::: DATA IN THIS EXERCISE :::
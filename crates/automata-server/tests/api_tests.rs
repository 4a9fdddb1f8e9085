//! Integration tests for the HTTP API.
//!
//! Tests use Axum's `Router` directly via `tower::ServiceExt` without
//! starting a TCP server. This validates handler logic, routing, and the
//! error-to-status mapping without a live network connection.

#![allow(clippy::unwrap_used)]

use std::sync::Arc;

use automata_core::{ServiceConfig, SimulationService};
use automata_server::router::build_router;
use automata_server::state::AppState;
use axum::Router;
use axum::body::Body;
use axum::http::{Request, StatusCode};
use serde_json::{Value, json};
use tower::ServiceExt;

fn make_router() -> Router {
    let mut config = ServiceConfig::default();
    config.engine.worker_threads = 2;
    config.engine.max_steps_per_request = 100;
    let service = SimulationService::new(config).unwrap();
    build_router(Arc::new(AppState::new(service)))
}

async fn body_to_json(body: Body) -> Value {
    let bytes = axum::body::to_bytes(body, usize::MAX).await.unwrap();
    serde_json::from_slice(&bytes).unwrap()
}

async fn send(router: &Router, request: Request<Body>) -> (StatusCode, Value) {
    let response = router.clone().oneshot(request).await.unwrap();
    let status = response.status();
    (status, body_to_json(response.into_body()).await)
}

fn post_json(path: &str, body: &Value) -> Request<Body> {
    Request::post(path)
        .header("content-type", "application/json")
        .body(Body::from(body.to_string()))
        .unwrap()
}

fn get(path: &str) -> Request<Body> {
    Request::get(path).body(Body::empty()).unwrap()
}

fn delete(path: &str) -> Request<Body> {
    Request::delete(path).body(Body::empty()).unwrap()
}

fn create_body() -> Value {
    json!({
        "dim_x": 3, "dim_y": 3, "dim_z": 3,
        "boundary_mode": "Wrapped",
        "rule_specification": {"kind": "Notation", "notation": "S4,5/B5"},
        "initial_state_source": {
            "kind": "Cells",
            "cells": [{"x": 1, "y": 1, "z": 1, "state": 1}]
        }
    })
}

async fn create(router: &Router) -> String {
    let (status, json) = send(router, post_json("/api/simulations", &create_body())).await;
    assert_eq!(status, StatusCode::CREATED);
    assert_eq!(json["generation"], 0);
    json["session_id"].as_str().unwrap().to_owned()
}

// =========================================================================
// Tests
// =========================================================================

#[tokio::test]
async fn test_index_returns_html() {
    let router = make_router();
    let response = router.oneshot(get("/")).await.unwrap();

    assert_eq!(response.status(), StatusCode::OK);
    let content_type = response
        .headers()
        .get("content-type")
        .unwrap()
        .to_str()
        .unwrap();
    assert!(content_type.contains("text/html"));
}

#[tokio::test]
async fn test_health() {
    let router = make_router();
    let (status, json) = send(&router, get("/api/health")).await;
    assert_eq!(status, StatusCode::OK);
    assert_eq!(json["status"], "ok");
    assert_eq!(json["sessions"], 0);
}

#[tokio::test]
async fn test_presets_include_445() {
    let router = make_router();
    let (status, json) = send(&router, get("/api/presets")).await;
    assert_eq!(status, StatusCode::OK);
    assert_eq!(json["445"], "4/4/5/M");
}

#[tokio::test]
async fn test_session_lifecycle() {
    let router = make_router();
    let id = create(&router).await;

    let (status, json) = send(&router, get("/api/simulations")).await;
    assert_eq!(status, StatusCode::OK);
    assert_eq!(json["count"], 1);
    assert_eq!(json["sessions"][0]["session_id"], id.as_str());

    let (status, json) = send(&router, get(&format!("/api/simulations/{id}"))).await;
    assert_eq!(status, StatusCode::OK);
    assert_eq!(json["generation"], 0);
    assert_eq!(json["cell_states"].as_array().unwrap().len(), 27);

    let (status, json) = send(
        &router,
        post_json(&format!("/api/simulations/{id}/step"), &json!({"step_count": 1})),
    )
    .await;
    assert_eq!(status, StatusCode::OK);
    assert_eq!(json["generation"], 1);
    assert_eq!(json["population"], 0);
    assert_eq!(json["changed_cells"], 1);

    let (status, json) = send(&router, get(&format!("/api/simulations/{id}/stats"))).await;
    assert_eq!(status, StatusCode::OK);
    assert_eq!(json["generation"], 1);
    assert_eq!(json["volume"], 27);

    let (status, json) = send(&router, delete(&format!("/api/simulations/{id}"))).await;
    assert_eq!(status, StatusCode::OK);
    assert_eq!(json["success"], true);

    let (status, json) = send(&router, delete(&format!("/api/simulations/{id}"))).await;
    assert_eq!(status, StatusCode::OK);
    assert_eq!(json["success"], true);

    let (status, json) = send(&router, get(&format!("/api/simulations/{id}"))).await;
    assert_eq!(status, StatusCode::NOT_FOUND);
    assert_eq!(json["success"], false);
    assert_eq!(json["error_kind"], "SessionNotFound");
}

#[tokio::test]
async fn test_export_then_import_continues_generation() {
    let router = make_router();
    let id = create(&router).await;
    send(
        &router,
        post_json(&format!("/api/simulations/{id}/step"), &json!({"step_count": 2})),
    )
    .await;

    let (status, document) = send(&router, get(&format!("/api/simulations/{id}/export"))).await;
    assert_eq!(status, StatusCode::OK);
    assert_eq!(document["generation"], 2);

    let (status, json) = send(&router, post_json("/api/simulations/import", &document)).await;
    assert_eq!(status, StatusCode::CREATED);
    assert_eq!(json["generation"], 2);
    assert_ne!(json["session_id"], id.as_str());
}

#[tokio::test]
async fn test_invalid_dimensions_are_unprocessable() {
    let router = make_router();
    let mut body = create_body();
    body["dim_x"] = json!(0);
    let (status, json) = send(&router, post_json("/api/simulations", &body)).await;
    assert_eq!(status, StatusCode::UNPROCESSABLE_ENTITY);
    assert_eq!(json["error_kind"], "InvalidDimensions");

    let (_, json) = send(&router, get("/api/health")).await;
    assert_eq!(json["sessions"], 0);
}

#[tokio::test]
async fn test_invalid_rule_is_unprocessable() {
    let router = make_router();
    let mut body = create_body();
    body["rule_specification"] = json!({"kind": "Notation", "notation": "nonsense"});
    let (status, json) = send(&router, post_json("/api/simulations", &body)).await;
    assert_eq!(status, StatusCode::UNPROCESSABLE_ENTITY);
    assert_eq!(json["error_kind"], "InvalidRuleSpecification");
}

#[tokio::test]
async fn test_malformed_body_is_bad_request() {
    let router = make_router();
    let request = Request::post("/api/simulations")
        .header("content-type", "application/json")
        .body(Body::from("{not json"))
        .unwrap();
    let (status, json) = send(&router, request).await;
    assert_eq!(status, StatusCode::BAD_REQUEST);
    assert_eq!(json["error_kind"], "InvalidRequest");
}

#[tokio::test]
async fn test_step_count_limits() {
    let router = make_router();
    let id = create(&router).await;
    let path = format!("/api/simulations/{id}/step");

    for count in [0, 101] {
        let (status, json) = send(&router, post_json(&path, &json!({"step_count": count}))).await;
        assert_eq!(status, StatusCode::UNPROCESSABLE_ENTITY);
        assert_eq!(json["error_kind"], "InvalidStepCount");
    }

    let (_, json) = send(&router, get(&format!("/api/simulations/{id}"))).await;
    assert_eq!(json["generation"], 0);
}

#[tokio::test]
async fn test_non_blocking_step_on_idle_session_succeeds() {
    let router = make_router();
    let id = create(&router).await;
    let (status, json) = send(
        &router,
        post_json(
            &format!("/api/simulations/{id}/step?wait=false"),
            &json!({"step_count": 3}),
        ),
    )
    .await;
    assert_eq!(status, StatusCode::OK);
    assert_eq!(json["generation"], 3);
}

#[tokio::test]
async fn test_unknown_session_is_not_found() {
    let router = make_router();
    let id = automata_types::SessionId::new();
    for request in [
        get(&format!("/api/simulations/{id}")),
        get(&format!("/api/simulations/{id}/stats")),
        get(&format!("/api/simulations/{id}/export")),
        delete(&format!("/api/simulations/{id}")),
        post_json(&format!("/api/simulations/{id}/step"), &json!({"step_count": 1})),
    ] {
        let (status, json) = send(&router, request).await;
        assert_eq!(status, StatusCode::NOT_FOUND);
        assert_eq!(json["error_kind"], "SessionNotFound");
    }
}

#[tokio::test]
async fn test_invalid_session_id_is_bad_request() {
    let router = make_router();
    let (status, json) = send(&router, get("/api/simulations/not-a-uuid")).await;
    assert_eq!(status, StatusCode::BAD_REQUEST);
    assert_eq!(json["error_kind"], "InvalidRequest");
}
:::
▶ _EXERCISE REQUIREMENTS_:
Would you restate exactly the lines of the material above, from its opening line through the line with "Request::delete(path).body(Body::empty()).unwrap()", and output only those?

▶ _SOLUTION_:
filename crates/automata-server/tests/api_tests.rs
repository 4a9fdddb1f8e9085
//! Integration tests for the HTTP API.
//!
//! Tests use Axum's `Router` directly via `tower::ServiceExt` without
//! starting a TCP server. This validates handler logic, routing, and the
//! error-to-status mapping without a live network connection.

#![allow(clippy::unwrap_used)]

use std::sync::Arc;

use automata_core::{ServiceConfig, SimulationService};
use automata_server::router::build_router;
use automata_server::state::AppState;
use axum::Router;
use axum::body::Body;
use axum::http::{Request, StatusCode};
use serde_json::{Value, json};
use tower::ServiceExt;

fn make_router() -> Router {
    let mut config = ServiceConfig::default();
    config.engine.worker_threads = 2;
    config.engine.max_steps_per_request = 100;
    let service = SimulationService::new(config).unwrap();
    build_router(Arc::new(AppState::new(service)))
}

async fn body_to_json(body: Body) -> Value {
    let bytes = axum::body::to_bytes(body, usize::MAX).await.unwrap();
    serde_json::from_slice(&bytes).unwrap()
}

async fn send(router: &Router, request: Request<Body>) -> (StatusCode, Value) {
    let response = router.clone().oneshot(request).await.unwrap();
    let status = response.status();
    (status, body_to_json(response.into_body()).await)
}

fn post_json(path: &str, body: &Value) -> Request<Body> {
    Request::post(path)
        .header("content-type", "application/json")
        .body(Body::from(body.to_string()))
        .unwrap()
}

fn get(path: &str) -> Request<Body> {
    Request::get(path).body(Body::empty()).unwrap()
}

fn delete(path: &str) -> Request<Body> {
    Request::delete(path).body(Body::empty()).unwrap()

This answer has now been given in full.